Entries taken from a collection
+ + +
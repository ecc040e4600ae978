//! Event encoding: bridges service-layer frames to SSE wire events.

use axum::response::sse;

use streamgate_service::events::OutboundEvent;

/// Renders one framed event as an SSE wire event.
pub fn sse_event(frame: &OutboundEvent) -> sse::Event {
    let mut event = sse::Event::default()
        .event(&frame.event)
        .data(frame.data.to_string());
    if let Some(id) = &frame.id {
        event = event.id(id);
    }
    if let Some(retry_ms) = frame.retry_ms {
        event = event.retry(std::time::Duration::from_millis(retry_ms));
    }
    event
}

#[cfg(test)]
mod tests {
    use super::*;
    use serde_json::json;

    #[test]
    fn encodes_event_type_and_data() {
        let frame = OutboundEvent::message(json!({"type": "note", "text": "hi"}));
        // Event fields are write-only; rendering must simply not panic and
        // the frame's JSON must be newline-free for SSE data lines.
        let _ = sse_event(&frame);
        assert!(!frame.data.to_string().contains('\n'));
    }

    #[test]
    fn heartbeat_encodes_without_id_or_retry() {
        let frame = OutboundEvent::heartbeat();
        assert!(frame.id.is_none());
        assert!(frame.retry_ms.is_none());
        let _ = sse_event(&frame);
    }
}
+ + +
WORK ORDER: Output exactly the span of lines beginning at the first line of the records and ending at the line that holds "pub fn sse_event(frame: &OutboundEvent)", inclusive, with no other text.

YOUR RESPONSE:
repository ecc040e4600ae978
//! Event encoding: bridges service-layer frames to SSE wire events.

use axum::response::sse;

use streamgate_service::events::OutboundEvent;

/// Renders one framed event as an SSE wire event.
pub fn sse_event(frame: &OutboundEvent) -> sse::Event {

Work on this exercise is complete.